Original post date: Thursday, April 19, 2007

In English: Many dishes, many diseases.

I thought this saying would be a perfect follow-up to yesterday's proverb, Cibus non qui plurimus, sed qui suavissimus, "Food: not the largest quantity but the most pleasant." If you ignore that good advice, you can probably expect to run into the danger pointed out in today's saying.

As someone who had dinner at Old Chicago Pizza (yes, I really did eat an entire spinach-artichoke calzone!), I might be learning this lesson myself later tonight!

It's worth noting a very important grammatical feature of today's proverb. The phrase multa fercula, "many dishes," is neuter plural, so it is ambiguously either nominative or accusative. When you look at the other phrase, multos morbos, "many diseases," you can see that it is unambiguously accusative.

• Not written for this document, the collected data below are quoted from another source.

//! Renderer abstraction for browser-driven scraping.
//!
//! Defines the `Renderer` and `RenderContext` traits that abstract over
//! the browser engine (currently Chromium via chromiumoxide).

pub mod chromium;
pub mod wait;

use anyhow::Result;
use async_trait::async_trait;
use serde::{Deserialize, Serialize};

/// Result of navigating to a URL.
#[derive(Debug, Clone, Serialize, Deserialize)]
pub struct NavigationResult {
    /// The final URL after any redirects.
    pub final_url: String,
    /// Time taken to load the page in milliseconds.
    pub load_time_ms: u64,
}

/// A browser engine that hands out rendering contexts.
///
/// Every context is an exclusive browser session for one scrape. Contexts
/// are never pooled or shared.
#[async_trait]
pub trait Renderer: Send + Sync {
    /// Acquire a new, isolated browser session.
    async fn new_context(&self) -> Result<Box<dyn RenderContext>>;
    /// Number of currently open contexts.
    fn active_contexts(&self) -> usize;
}

/// A single browser session for rendering and driving one page.
#[async_trait]
pub trait RenderContext: Send + Sync {
    /// Navigate to a URL with a timeout.
    async fn navigate(&mut self, url: &str, timeout_ms: u64) -> Result<NavigationResult>;
    /// Execute JavaScript in the page context and return the result.
    async fn execute_js(&self, script: &str) -> Result<serde_json::Value>;
    /// Get the full page HTML.
    async fn get_html(&self) -> Result<String>;
    /// Focus the element matching `selector` and type `text` into it as key events.
    async fn type_text(&mut self, selector: &str, text: &str) -> Result<()>;
    /// Close this context and release the browser.
    async fn close(self: Box<Self>) -> Result<()>;

    /// Number of elements currently matching a CSS selector.
    async fn count(&self, selector: &str) -> Result<usize> {
        let script = format!(
            "document.querySelectorAll('{}').length",
            sanitize_js_string(selector)
        );
        let value = self.execute_js(&script).await?;
        value
            .as_u64()
            .map(|n| n as usize)
            .ok_or_else(|| anyhow::anyhow!("element count was not a number: {value}"))
    }
}

/// A renderer used when Chromium is unavailable.
///
/// Every context request fails, so browser-backed sources come back empty
/// while the HTTP-only sources keep working.
pub struct NoopRenderer;

#[async_trait]
impl Renderer for NoopRenderer {
    async fn new_context(&self) -> Result<Box<dyn RenderContext>> {
        Err(anyhow::anyhow!("browser not available (HTTP-only mode)"))
    }
    fn active_contexts(&self) -> usize {
        0
    }
}

/// Escape a string for use inside a single-quoted JavaScript literal.
pub fn sanitize_js_string(s: &str) -> String {
    let mut result = String::with_capacity(s.len() + 8);
    for ch in s.chars() {
        match ch {
            '\\' => result.push_str("\\\\"),
            '\'' => result.push_str("\\'"),
            '"' => result.push_str("\\\""),
            '`' => result.push_str("\\`"),
            '\n' => result.push_str("\\n"),
            '\r' => result.push_str("\\r"),
            '\t' => result.push_str("\\t"),
            '\0' => {}
            '<' => result.push_str("\\x3c"),
            '>' => result.push_str("\\x3e"),
            _ => result.push(ch),
        }
    }
    result
}

#[cfg(test)]
mod tests {
    use super::*;

    #[test]
    fn test_sanitize_js_string() {
        assert_eq!(sanitize_js_string("#k-grid tr"), "#k-grid tr");
        assert_eq!(sanitize_js_string("a[name='x']"), "a[name=\\'x\\']");
        assert_eq!(sanitize_js_string("</script>"), "\\x3c/script\\x3e");
    }

    #[tokio::test]
    async fn test_noop_renderer_refuses_contexts() {
        let renderer = NoopRenderer;
        assert!(renderer.new_context().await.is_err());
        assert_eq!(renderer.active_contexts(), 0);
    }
}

With morbos as the accusative object of an implied verb, you are left with fercula as the nominative subject of an implied verb: "many dishes bring on many diseases," or something like that.

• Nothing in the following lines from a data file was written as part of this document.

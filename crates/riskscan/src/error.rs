//! Error taxonomy for the scrapers.
//!
//! Errors never leave a scraper: [`crate::sources::collect_or_empty`]
//! logs them and turns them into an empty record list.

/// All failures a scrape can hit.
#[derive(thiserror::Error, Debug)]
pub enum ScrapeError {
    /// Network, DNS, timeout, or a non-success HTTP status.
    #[error("Transport failure: {0}")]
    Transport(String),

    /// An expected element or table was absent from the document.
    #[error("Parse failure: {0}")]
    Parse(String),

    /// Browser wait timed out or an element could not be driven.
    #[error("Automation failure: {0}")]
    Automation(String),

    /// Form state could not be harvested or resolved for resubmission.
    #[error("Session failure: {0}")]
    Session(String),

    /// The engine was built with an unusable setting.
    #[error("Configuration error: {0}")]
    Config(String),

    #[error("HTTP error: {0}")]
    Http(#[from] reqwest::Error),

    #[error("Invalid URL: {0}")]
    Url(#[from] url::ParseError),
}

impl ScrapeError {
    /// Short category name used in log fields.
    pub fn kind(&self) -> &'static str {
        match self {
            ScrapeError::Transport(_) | ScrapeError::Http(_) => "transport",
            ScrapeError::Parse(_) => "parse",
            ScrapeError::Automation(_) => "automation",
            ScrapeError::Session(_) => "session",
            ScrapeError::Config(_) | ScrapeError::Url(_) => "config",
        }
    }
}

/// Convenience result type.
pub type ScrapeResult<T> = Result<T, ScrapeError>;
//! Core data types: screening records, requests, and per-source envelopes.

use serde::{Deserialize, Serialize};
use std::fmt;
use std::str::FromStr;

/// Envelope status for a source that returned at least one record.
pub const STATUS_OK: u16 = 200;
/// Envelope status for a source that returned nothing, or failed.
pub const STATUS_NOT_FOUND: u16 = 404;
/// Envelope status assigned by the admission layer when a call is rejected.
pub const STATUS_RATE_LIMITED: u16 = 429;

const MESSAGE_OK: &str = "Results found";
const MESSAGE_NOT_FOUND: &str = "No results found";
const MESSAGE_RATE_LIMITED: &str = "Request limit exceeded. Try again later.";

/// One disclosed match from the offshore leaks database.
#[derive(Debug, Clone, PartialEq, Eq, Serialize, Deserialize)]
#[serde(rename_all = "camelCase")]
pub struct OffshoreRecord {
    pub entity_name: String,
    pub jurisdiction: String,
    pub linked_to: String,
    /// Which leak the record was published in.
    pub source_label: String,
}

/// One firm from the World Bank debarment list.
#[derive(Debug, Clone, PartialEq, Eq, Serialize, Deserialize)]
#[serde(rename_all = "camelCase")]
pub struct DebarredFirmRecord {
    pub firm_name: String,
    pub address: String,
    pub country: String,
    pub from_date: String,
    pub to_date: String,
    pub grounds: String,
}

/// One hit from the OFAC sanctions search.
#[derive(Debug, Clone, PartialEq, Eq, Serialize, Deserialize)]
#[serde(rename_all = "camelCase")]
pub struct SanctionRecord {
    pub name: String,
    pub address: String,
    #[serde(rename = "type")]
    pub entity_type: String,
    pub program: String,
    pub list: String,
    pub match_score: String,
}

/// A screening query for one entity.
#[derive(Debug, Clone, PartialEq, Eq, Serialize, Deserialize)]
#[serde(rename_all = "camelCase")]
pub struct SearchRequest {
    pub entity_name: String,
    /// Fuzzy-match sensitivity for the sanctions search, 0–100.
    #[serde(default, skip_serializing_if = "Option::is_none")]
    pub match_score_threshold: Option<u8>,
}

impl SearchRequest {
    pub fn new(entity_name: impl Into<String>) -> Self {
        Self {
            entity_name: entity_name.into(),
            match_score_threshold: None,
        }
    }

    pub fn with_match_score(mut self, score: u8) -> Self {
        self.match_score_threshold = Some(score);
        self
    }

    /// The entity name with surrounding whitespace removed.
    pub fn trimmed_entity(&self) -> &str {
        self.entity_name.trim()
    }

    /// The threshold to submit, falling back to `default` and capped at 100.
    pub fn match_score_or(&self, default: u8) -> u8 {
        self.match_score_threshold.unwrap_or(default).min(100)
    }
}

/// The three public sources the engine screens against.
#[derive(Debug, Clone, Copy, PartialEq, Eq, Hash, Serialize, Deserialize)]
#[serde(rename_all = "lowercase")]
pub enum SourceKind {
    Offshore,
    WorldBank,
    Ofac,
}

impl SourceKind {
    pub fn label(self) -> &'static str {
        match self {
            SourceKind::Offshore => "offshore",
            SourceKind::WorldBank => "worldbank",
            SourceKind::Ofac => "ofac",
        }
    }
}

impl fmt::Display for SourceKind {
    fn fmt(&self, f: &mut fmt::Formatter<'_>) -> fmt::Result {
        f.write_str(self.label())
    }
}

impl FromStr for SourceKind {
    type Err = String;

    fn from_str(s: &str) -> Result<Self, Self::Err> {
        match s.trim().to_ascii_lowercase().as_str() {
            "offshore" | "offshoreleaks" => Ok(SourceKind::Offshore),
            "worldbank" | "world-bank" => Ok(SourceKind::WorldBank),
            "ofac" => Ok(SourceKind::Ofac),
            other => Err(format!("unknown source: {other}")),
        }
    }
}

/// Per-source response envelope.
///
/// Fields are private so that `count` always equals the number of records;
/// build one with [`SourceResult::from_records`] or
/// [`SourceResult::rate_limited`].
///
/// A 404 envelope means either "no genuine matches" or "the source failed".
/// The two are deliberately not distinguished here.
#[derive(Debug, Clone, PartialEq, Eq, Serialize, Deserialize)]
#[serde(rename_all = "camelCase")]
pub struct SourceResult<T> {
    status_code: u16,
    message: String,
    count: usize,
    records: Vec<T>,
}

impl<T> SourceResult<T> {
    /// Wrap a scraper's output: 200 when non-empty, 404 otherwise.
    pub fn from_records(records: Vec<T>) -> Self {
        let (status_code, message) = if records.is_empty() {
            (STATUS_NOT_FOUND, MESSAGE_NOT_FOUND)
        } else {
            (STATUS_OK, MESSAGE_OK)
        };
        Self {
            status_code,
            message: message.to_string(),
            count: records.len(),
            records,
        }
    }

    /// An empty envelope for a call the admission layer turned away.
    pub fn rate_limited() -> Self {
        Self {
            status_code: STATUS_RATE_LIMITED,
            message: MESSAGE_RATE_LIMITED.to_string(),
            count: 0,
            records: Vec::new(),
        }
    }

    pub fn status_code(&self) -> u16 {
        self.status_code
    }

    pub fn message(&self) -> &str {
        &self.message
    }

    pub fn count(&self) -> usize {
        self.count
    }

    pub fn records(&self) -> &[T] {
        &self.records
    }

    pub fn into_records(self) -> Vec<T> {
        self.records
    }

    pub fn is_success(&self) -> bool {
        self.status_code == STATUS_OK
    }
}

/// Envelopes for all three sources from one combined call.
#[derive(Debug, Clone, PartialEq, Eq, Serialize, Deserialize)]
pub struct ScreeningReport {
    pub offshore: SourceResult<OffshoreRecord>,
    pub worldbank: SourceResult<DebarredFirmRecord>,
    pub ofac: SourceResult<SanctionRecord>,
}

impl ScreeningReport {
    /// Every source rejected by the admission layer.
    pub fn rate_limited() -> Self {
        Self {
            offshore: SourceResult::rate_limited(),
            worldbank: SourceResult::rate_limited(),
            ofac: SourceResult::rate_limited(),
        }
    }

    /// Total records across the three sources.
    pub fn total_count(&self) -> usize {
        self.offshore.count() + self.worldbank.count() + self.ofac.count()
    }
}

/// Envelope returned by the dynamic single-source entry point.
#[derive(Debug, Clone, PartialEq, Eq, Serialize, Deserialize)]
#[serde(tag = "source", rename_all = "lowercase")]
pub enum SourceReport {
    Offshore(SourceResult<OffshoreRecord>),
    #[serde(rename = "worldbank")]
    WorldBank(SourceResult<DebarredFirmRecord>),
    Ofac(SourceResult<SanctionRecord>),
}

impl SourceReport {
    pub fn rate_limited(kind: SourceKind) -> Self {
        match kind {
            SourceKind::Offshore => SourceReport::Offshore(SourceResult::rate_limited()),
            SourceKind::WorldBank => SourceReport::WorldBank(SourceResult::rate_limited()),
            SourceKind::Ofac => SourceReport::Ofac(SourceResult::rate_limited()),
        }
    }

    pub fn kind(&self) -> SourceKind {
        match self {
            SourceReport::Offshore(_) => SourceKind::Offshore,
            SourceReport::WorldBank(_) => SourceKind::WorldBank,
            SourceReport::Ofac(_) => SourceKind::Ofac,
        }
    }

    pub fn status_code(&self) -> u16 {
        match self {
            SourceReport::Offshore(r) => r.status_code(),
            SourceReport::WorldBank(r) => r.status_code(),
            SourceReport::Ofac(r) => r.status_code(),
        }
    }

    pub fn count(&self) -> usize {
        match self {
            SourceReport::Offshore(r) => r.count(),
            SourceReport::WorldBank(r) => r.count(),
            SourceReport::Ofac(r) => r.count(),
        }
    }
}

The Latin word ferculum is actually derived from the verb ferre, "to carry," the idea being that the ferculum is the tray or dish on which the food is carried (the word is not limited to food: the ferculum is a tray or litter that can be used for all kinds of purposes). So, ferculum is closer to the idea of a "course" of food rather than a single dish, in the sense that a single tray could be carried out with a variety of foods on the tray, which constituted that particular "course" of the meal.

Yet even though ferculum is more precisely a course rather than a dish, I chose to use the word "dish" in the English translation of today's saying in order to get the nice English word-play between "dish" and "disease." Given the many times I've had to sacrifice the Latin word-play when translating a saying into English, it's nice to be able to get some extra word-play in this particular English translation, as if by way of compensation!

Of course with the multa...multos and the alliterative multos morbos, there's still plenty of word-play in the Latin too:

79. Multa fercula, multos morbos.

The number here is the number for this proverb in Latin Via Proverbs: 4000 Proverbs, Mottoes and Sayings for Students of Latin.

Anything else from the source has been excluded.